> **ASSIGNED TASK**
Look through the records and copy each line with the string "then" in it.

---

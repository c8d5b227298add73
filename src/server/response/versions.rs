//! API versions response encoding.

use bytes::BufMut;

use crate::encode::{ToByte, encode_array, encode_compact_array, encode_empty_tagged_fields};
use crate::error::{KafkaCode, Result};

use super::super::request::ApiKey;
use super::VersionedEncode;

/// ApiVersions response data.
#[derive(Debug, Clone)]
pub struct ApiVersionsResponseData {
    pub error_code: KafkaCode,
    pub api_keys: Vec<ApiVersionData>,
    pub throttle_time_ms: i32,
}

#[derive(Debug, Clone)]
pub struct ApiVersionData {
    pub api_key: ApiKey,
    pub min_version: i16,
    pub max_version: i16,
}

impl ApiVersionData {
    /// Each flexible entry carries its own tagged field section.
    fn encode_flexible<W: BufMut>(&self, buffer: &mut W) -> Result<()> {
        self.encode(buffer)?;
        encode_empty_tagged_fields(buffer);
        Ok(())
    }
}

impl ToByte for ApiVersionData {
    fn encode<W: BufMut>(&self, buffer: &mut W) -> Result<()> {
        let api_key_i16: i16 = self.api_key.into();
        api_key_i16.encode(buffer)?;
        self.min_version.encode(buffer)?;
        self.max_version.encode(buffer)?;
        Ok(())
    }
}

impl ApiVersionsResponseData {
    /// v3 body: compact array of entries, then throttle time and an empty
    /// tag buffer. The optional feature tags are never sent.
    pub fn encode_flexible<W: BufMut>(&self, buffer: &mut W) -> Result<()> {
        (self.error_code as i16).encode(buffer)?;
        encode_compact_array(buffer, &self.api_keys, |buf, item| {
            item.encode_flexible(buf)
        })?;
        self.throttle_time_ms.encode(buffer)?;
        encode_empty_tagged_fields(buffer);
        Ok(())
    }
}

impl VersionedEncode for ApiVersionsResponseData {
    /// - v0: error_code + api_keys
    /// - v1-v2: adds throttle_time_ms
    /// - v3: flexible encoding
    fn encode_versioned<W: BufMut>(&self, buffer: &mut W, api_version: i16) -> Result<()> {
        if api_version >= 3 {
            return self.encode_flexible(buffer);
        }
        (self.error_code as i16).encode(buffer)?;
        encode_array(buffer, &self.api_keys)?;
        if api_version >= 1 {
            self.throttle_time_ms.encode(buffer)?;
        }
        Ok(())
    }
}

---

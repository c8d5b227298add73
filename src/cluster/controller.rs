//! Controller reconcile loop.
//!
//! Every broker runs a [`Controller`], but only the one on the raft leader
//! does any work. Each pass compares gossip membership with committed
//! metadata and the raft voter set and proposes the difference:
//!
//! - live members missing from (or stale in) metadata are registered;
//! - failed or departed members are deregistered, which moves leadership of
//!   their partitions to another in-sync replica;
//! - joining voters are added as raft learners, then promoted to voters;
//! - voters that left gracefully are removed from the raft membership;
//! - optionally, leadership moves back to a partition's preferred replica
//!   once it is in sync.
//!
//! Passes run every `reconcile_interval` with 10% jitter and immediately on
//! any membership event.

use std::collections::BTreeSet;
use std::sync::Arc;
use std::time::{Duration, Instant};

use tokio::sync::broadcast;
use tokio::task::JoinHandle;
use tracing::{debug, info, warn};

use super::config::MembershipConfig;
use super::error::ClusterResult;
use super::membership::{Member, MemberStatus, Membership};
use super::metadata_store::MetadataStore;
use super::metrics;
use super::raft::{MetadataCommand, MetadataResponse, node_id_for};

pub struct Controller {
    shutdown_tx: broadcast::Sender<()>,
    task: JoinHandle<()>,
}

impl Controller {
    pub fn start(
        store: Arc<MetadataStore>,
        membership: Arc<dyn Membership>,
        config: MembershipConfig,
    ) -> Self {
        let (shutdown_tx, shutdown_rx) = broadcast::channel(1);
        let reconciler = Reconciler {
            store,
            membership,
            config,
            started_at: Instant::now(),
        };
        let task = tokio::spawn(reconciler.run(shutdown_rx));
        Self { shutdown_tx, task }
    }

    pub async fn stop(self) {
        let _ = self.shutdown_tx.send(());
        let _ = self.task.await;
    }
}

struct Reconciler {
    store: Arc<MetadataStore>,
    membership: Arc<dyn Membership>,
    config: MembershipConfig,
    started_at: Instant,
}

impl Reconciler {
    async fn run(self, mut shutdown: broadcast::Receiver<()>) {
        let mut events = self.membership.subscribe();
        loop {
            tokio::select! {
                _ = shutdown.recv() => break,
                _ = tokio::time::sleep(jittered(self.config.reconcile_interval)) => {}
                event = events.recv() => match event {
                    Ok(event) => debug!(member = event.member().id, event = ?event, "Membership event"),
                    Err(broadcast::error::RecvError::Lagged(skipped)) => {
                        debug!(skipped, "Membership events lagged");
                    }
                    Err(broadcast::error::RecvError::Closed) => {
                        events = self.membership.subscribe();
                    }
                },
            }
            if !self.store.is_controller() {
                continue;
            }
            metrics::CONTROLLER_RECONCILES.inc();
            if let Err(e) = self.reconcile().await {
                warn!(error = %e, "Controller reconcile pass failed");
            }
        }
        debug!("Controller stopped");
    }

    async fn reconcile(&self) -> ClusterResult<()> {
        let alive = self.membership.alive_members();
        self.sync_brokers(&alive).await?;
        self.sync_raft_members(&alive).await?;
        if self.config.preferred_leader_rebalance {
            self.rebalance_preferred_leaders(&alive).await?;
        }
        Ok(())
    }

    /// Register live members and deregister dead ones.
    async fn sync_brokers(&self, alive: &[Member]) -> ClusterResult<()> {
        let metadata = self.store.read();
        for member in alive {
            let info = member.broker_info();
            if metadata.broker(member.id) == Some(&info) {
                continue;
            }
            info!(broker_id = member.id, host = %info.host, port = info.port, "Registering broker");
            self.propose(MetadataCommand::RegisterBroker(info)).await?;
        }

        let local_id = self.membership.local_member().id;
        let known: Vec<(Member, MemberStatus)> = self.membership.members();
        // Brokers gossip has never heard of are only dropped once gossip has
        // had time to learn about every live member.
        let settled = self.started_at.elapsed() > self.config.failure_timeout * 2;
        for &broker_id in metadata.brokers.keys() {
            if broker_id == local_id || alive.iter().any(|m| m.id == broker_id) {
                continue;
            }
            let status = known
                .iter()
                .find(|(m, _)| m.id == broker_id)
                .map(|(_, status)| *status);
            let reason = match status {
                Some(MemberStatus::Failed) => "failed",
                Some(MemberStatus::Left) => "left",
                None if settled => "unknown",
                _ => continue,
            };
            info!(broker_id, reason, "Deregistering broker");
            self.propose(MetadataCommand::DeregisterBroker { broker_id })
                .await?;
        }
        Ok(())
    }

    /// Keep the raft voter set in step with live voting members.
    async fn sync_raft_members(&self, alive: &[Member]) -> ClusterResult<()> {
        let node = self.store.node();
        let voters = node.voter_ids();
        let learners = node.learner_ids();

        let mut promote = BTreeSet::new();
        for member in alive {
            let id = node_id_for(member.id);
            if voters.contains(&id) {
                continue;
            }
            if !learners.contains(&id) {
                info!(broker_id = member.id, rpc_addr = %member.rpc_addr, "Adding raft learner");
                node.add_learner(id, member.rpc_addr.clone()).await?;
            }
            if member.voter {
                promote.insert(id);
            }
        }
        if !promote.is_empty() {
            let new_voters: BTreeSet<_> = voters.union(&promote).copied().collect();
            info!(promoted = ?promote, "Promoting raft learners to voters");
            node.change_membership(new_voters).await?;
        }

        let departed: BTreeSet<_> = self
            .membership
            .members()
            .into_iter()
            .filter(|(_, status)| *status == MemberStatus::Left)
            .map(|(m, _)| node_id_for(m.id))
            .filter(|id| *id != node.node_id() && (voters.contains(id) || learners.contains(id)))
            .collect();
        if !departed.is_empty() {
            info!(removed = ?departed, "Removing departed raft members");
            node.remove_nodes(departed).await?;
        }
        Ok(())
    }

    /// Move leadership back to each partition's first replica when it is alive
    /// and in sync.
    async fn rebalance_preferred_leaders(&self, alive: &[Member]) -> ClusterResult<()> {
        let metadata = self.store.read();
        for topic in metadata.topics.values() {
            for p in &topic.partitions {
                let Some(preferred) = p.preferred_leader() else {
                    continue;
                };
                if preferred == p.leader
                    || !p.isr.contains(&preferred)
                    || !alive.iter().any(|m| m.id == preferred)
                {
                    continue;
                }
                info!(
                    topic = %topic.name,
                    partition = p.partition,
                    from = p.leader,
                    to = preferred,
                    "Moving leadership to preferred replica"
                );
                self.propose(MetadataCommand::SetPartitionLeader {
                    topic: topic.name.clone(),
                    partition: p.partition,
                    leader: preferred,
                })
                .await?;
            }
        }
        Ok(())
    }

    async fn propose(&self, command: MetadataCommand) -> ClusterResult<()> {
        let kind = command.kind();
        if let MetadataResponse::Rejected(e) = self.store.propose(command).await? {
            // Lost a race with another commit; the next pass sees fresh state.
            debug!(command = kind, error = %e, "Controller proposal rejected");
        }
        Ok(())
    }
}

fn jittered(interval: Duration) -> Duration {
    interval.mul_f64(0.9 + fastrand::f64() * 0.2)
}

---

> **YOUR SOLUTION**
    /// v3 body: compact array of entries, then throttle time and an empty
//! - joining voters are added as raft learners, then promoted to voters;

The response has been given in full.